▶ Assigned task: Give only the number of lines in these records that contain the word "super".

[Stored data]

=-=-=

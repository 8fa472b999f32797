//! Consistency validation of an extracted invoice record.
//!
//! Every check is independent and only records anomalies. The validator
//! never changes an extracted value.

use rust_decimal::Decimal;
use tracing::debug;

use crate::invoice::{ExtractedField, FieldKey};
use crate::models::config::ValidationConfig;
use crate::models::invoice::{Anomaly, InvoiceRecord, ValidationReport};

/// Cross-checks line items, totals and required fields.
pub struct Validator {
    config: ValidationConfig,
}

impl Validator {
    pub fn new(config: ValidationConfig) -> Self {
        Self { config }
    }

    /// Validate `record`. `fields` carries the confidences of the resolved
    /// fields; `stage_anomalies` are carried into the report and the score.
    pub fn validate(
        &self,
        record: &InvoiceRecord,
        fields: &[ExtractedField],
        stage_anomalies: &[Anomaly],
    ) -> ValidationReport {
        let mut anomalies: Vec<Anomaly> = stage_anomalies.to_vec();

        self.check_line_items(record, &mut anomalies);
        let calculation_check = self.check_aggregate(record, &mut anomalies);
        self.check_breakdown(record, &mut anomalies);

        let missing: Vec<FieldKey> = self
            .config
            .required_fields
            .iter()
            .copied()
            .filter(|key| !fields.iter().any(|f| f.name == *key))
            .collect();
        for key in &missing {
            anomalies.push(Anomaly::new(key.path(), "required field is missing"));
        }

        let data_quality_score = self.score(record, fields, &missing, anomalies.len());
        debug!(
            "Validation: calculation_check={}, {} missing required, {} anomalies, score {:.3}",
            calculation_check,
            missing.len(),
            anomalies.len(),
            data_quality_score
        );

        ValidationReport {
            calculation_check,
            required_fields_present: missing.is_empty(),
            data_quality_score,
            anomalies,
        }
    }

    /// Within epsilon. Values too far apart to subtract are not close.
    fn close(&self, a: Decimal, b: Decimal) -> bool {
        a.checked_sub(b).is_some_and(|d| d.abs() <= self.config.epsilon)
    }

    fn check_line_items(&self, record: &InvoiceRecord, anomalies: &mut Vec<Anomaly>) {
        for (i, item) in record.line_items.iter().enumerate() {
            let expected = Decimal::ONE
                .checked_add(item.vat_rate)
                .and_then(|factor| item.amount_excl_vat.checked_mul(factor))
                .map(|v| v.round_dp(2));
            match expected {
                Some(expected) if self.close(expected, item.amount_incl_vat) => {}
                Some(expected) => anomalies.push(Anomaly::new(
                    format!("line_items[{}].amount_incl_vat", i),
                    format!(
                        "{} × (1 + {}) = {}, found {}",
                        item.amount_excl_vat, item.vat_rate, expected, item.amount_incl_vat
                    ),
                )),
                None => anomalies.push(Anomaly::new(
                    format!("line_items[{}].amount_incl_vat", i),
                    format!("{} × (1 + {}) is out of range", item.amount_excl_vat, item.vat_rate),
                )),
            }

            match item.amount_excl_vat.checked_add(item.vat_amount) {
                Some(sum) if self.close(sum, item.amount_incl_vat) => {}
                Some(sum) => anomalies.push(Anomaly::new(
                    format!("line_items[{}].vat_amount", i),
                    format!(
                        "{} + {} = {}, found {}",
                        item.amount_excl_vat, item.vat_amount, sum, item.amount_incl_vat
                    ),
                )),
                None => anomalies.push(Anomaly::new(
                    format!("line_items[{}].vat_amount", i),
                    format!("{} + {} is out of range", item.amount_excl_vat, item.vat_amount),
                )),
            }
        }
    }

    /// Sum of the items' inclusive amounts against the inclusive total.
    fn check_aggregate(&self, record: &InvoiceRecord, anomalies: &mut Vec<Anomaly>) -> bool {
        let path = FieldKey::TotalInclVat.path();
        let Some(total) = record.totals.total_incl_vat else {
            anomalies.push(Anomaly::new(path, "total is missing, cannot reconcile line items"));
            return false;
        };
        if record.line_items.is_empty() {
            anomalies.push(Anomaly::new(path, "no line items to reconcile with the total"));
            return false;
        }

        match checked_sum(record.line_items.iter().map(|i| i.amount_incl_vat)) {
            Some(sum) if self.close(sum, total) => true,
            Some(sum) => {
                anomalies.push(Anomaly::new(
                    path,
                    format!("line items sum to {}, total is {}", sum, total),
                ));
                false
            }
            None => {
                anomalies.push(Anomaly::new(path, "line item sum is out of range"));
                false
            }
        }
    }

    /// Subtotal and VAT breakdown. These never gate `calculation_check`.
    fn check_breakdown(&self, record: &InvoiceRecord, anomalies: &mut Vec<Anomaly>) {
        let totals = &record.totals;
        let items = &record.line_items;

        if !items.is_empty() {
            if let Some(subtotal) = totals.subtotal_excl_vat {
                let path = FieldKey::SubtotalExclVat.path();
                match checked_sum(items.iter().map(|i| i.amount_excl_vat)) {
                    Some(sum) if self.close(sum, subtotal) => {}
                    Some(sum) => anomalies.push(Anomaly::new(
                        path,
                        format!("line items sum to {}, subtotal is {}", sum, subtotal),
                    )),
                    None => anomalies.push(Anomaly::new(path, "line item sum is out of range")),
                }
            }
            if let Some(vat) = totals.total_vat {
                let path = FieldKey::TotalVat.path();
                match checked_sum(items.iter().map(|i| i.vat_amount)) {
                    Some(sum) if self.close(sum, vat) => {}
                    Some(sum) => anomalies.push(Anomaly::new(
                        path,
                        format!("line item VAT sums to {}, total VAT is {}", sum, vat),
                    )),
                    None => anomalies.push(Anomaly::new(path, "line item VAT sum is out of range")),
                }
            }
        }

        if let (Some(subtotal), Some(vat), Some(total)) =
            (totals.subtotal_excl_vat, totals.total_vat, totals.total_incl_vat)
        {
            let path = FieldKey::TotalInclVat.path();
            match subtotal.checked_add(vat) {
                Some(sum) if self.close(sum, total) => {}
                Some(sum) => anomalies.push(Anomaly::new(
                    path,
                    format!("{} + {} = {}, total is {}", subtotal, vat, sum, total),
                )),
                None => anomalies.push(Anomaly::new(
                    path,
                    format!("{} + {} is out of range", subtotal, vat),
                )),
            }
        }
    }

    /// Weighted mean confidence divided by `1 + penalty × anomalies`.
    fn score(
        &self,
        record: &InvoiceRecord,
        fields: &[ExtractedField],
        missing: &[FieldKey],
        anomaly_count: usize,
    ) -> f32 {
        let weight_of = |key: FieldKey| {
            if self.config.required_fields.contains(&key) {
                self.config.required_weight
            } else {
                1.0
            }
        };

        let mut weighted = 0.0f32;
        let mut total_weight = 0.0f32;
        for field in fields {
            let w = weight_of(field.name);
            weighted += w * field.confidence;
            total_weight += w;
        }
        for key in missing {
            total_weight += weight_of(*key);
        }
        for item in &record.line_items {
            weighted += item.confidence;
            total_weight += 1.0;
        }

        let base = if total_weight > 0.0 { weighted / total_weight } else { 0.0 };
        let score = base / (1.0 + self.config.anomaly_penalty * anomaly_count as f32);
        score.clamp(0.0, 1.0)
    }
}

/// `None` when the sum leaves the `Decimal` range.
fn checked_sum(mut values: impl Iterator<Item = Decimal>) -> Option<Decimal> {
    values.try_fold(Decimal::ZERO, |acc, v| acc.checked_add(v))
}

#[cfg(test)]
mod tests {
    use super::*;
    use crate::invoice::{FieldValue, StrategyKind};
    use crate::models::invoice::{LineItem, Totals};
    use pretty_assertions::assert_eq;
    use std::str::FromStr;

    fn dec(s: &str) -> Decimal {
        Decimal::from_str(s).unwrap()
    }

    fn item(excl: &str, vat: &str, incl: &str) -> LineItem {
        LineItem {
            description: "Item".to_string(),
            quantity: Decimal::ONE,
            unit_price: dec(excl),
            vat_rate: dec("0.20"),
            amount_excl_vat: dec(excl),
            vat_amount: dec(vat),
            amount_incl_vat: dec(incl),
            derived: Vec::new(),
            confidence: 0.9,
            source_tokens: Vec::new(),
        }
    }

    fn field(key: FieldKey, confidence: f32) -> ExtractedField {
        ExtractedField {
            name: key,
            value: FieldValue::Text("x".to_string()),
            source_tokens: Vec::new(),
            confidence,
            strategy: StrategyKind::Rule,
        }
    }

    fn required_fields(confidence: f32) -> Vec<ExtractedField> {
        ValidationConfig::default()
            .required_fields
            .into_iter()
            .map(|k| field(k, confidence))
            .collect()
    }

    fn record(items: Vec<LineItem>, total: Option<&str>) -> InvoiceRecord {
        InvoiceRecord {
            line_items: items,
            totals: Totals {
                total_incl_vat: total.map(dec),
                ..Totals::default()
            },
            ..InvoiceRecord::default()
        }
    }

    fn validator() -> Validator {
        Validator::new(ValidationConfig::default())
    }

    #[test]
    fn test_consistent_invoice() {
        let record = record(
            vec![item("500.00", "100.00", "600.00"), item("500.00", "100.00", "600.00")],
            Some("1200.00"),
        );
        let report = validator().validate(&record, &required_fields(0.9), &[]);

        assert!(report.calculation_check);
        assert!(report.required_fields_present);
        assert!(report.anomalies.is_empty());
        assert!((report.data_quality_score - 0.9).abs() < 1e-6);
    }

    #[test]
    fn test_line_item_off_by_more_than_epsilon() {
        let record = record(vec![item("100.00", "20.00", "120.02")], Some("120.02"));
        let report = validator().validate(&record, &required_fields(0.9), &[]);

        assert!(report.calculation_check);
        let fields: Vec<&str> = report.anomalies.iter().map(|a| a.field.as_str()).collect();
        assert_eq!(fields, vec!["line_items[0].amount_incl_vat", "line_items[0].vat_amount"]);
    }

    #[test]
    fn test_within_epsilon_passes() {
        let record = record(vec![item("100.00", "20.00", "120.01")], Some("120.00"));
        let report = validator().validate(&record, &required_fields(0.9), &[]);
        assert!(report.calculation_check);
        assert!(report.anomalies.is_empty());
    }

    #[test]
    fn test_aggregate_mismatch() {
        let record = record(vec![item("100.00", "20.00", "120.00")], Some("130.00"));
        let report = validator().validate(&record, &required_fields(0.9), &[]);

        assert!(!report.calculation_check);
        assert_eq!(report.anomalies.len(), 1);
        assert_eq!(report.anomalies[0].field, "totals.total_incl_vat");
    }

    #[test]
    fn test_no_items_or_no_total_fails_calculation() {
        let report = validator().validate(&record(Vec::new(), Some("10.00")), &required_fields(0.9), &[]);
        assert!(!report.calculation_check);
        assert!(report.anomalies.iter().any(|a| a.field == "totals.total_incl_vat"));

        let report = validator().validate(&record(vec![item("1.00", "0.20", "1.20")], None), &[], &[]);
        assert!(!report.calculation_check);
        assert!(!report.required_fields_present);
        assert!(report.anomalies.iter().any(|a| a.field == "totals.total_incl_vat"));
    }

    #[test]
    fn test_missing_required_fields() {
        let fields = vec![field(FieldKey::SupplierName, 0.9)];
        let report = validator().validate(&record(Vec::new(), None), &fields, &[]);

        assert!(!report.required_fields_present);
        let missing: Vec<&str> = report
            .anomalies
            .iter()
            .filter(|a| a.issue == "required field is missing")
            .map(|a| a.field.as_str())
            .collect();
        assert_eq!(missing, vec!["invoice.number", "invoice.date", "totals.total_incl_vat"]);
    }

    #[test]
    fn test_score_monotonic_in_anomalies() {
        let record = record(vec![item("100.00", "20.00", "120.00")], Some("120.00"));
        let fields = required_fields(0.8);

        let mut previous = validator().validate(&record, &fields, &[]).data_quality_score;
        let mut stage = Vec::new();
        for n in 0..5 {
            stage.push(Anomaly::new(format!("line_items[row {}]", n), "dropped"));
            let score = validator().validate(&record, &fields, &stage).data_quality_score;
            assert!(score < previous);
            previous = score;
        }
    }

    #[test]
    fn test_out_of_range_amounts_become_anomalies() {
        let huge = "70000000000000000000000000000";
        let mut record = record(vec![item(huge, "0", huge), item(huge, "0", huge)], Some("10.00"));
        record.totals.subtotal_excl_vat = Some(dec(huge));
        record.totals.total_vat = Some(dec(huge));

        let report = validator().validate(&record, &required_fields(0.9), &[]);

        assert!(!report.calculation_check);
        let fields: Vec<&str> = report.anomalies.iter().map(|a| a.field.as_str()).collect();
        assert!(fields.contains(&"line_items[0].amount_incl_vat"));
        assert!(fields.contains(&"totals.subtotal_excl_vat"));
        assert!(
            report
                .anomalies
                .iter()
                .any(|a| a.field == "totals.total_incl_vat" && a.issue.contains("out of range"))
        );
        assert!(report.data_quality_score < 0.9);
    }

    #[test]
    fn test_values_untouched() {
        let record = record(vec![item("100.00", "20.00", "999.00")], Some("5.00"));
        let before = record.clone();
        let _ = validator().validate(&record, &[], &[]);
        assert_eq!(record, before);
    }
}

=-=-=

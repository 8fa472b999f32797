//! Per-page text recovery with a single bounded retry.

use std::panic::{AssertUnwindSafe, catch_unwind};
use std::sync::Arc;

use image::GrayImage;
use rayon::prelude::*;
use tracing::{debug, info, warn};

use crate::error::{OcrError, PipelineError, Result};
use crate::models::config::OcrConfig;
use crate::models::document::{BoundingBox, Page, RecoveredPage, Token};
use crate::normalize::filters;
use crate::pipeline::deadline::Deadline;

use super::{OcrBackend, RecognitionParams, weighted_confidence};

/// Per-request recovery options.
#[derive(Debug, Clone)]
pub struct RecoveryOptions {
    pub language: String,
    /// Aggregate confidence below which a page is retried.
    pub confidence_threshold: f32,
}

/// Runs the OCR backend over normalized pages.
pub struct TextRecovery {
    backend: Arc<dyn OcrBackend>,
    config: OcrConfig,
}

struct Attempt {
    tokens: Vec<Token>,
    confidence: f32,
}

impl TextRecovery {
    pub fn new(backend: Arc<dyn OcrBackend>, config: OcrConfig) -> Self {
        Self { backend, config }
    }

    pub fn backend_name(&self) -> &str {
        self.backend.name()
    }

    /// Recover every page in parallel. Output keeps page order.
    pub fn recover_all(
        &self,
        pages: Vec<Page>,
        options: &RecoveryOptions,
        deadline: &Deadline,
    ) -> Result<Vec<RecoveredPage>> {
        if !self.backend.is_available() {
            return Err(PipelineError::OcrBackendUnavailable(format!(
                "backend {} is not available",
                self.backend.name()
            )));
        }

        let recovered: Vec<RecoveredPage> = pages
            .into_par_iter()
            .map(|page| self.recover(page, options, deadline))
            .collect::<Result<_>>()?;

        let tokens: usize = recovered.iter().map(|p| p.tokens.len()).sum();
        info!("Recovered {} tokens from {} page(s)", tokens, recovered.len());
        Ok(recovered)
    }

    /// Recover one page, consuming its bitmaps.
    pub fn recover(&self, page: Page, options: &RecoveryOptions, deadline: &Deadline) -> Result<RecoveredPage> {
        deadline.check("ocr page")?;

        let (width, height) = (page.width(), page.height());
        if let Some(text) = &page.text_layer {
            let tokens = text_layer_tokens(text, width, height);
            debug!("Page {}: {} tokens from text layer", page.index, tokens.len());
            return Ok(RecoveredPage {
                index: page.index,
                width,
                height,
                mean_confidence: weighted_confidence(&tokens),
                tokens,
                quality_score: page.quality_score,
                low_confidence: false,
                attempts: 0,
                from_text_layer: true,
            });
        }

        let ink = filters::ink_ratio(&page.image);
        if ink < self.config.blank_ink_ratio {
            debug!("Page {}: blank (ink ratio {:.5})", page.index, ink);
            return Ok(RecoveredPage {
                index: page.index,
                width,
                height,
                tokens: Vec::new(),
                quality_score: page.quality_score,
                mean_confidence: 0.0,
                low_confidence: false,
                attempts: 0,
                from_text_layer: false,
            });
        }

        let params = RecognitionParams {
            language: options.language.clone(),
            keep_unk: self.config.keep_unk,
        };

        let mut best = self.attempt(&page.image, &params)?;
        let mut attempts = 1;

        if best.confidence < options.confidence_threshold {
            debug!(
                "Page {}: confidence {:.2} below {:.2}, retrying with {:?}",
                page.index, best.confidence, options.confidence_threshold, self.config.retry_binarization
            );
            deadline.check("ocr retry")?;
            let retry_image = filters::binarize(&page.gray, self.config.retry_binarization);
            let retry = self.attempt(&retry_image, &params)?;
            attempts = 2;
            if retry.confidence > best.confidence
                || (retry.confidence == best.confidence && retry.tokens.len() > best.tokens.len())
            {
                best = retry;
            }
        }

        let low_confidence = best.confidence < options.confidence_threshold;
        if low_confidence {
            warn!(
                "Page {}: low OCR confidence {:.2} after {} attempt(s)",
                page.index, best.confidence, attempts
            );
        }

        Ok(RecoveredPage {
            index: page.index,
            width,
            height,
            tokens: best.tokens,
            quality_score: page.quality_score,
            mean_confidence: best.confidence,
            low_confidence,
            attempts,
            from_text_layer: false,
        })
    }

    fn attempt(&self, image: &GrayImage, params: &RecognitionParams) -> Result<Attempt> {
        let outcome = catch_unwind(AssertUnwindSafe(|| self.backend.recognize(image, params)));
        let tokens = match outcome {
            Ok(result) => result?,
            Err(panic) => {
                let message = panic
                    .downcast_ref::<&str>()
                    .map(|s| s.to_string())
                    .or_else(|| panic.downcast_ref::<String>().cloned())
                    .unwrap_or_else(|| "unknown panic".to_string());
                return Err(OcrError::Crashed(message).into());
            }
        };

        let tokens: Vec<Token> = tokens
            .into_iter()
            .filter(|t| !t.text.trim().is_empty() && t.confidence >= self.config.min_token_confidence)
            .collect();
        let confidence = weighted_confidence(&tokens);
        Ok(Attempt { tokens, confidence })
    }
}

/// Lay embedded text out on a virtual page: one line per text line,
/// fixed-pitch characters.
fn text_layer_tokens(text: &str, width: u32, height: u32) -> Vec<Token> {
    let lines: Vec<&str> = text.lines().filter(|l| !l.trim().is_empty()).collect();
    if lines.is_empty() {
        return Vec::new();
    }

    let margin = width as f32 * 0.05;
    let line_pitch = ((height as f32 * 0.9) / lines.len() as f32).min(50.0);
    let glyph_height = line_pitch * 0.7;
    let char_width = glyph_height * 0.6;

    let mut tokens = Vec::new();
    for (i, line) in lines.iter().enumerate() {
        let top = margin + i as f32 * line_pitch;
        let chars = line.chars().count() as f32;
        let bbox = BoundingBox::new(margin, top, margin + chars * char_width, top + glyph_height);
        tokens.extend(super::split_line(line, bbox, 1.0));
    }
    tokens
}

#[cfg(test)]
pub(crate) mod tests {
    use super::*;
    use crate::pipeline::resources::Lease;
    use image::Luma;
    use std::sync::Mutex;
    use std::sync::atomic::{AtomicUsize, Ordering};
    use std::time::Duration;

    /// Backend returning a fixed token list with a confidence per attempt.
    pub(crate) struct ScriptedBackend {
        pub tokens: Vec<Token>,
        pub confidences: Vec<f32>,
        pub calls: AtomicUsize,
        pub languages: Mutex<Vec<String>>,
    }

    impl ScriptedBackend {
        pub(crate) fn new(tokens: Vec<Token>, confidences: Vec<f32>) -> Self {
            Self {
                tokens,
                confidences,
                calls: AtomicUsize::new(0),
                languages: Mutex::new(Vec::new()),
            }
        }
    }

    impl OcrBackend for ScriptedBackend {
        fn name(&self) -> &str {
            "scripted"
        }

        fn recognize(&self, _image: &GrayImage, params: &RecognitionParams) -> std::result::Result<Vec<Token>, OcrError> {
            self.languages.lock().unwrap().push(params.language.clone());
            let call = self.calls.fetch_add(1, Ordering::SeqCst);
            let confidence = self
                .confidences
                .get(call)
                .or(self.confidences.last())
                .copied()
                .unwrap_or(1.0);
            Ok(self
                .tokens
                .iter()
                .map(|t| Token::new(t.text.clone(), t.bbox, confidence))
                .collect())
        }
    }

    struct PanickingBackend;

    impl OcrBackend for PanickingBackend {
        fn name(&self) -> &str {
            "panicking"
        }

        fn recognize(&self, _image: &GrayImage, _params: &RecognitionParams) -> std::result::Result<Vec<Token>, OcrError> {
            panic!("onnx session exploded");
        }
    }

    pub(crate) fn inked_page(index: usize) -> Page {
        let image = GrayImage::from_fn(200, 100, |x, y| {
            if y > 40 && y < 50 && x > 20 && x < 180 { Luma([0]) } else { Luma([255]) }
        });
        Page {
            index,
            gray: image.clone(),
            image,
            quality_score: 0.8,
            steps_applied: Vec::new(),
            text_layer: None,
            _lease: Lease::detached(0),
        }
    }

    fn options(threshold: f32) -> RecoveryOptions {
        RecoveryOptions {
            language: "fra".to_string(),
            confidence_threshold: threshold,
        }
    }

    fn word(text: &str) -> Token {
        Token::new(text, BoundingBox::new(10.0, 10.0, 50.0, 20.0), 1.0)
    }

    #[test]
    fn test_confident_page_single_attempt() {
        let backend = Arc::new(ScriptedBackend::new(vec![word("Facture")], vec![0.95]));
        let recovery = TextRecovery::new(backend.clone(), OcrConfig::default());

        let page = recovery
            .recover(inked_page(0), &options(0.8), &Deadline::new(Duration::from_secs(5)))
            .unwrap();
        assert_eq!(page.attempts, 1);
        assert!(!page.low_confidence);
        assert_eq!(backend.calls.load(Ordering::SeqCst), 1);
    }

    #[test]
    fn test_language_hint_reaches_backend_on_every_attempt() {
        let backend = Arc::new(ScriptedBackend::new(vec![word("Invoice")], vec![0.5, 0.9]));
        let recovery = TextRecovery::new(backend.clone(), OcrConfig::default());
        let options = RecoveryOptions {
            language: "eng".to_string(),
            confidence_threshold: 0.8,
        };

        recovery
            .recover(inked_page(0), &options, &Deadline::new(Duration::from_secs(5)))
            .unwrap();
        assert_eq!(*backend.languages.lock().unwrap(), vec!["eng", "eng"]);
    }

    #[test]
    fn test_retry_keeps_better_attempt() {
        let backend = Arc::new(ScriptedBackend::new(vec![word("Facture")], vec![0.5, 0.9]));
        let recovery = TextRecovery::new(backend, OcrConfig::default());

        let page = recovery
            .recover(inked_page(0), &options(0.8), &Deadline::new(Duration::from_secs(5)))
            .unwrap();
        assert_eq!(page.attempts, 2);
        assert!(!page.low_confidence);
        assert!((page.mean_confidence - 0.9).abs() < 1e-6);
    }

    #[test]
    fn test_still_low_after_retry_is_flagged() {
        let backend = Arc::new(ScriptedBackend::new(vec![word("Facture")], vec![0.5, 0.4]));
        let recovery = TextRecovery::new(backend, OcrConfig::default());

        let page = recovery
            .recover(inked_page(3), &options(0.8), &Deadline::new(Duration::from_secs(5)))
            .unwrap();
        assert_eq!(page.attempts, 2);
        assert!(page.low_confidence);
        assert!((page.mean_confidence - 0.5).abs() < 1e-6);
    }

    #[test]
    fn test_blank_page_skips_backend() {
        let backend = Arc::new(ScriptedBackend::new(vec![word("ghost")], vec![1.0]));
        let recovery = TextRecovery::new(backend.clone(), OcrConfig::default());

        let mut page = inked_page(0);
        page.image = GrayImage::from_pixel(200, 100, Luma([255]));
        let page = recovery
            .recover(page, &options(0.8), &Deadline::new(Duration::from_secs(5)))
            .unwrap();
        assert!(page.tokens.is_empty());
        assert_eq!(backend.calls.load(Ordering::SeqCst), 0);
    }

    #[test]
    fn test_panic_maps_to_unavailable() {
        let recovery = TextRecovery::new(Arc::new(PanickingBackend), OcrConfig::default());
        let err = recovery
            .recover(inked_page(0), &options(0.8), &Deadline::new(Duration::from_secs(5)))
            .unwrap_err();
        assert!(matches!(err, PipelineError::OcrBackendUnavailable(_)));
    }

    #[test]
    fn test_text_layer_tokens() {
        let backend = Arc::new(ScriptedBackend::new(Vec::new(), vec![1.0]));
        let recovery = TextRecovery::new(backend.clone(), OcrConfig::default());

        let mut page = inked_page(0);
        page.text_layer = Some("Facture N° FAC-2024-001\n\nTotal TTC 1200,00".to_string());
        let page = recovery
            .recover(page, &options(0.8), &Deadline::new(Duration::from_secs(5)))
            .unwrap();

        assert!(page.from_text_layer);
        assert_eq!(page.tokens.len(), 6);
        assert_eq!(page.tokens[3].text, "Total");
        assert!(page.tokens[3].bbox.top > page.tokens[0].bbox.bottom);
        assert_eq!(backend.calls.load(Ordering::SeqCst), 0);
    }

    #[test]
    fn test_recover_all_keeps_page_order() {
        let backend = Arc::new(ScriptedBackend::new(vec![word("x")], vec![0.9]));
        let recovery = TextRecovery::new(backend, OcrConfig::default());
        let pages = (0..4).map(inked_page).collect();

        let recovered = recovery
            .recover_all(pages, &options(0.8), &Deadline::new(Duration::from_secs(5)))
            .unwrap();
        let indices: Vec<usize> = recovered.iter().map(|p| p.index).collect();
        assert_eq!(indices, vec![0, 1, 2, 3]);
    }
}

=-=-=

▶ Response area: 4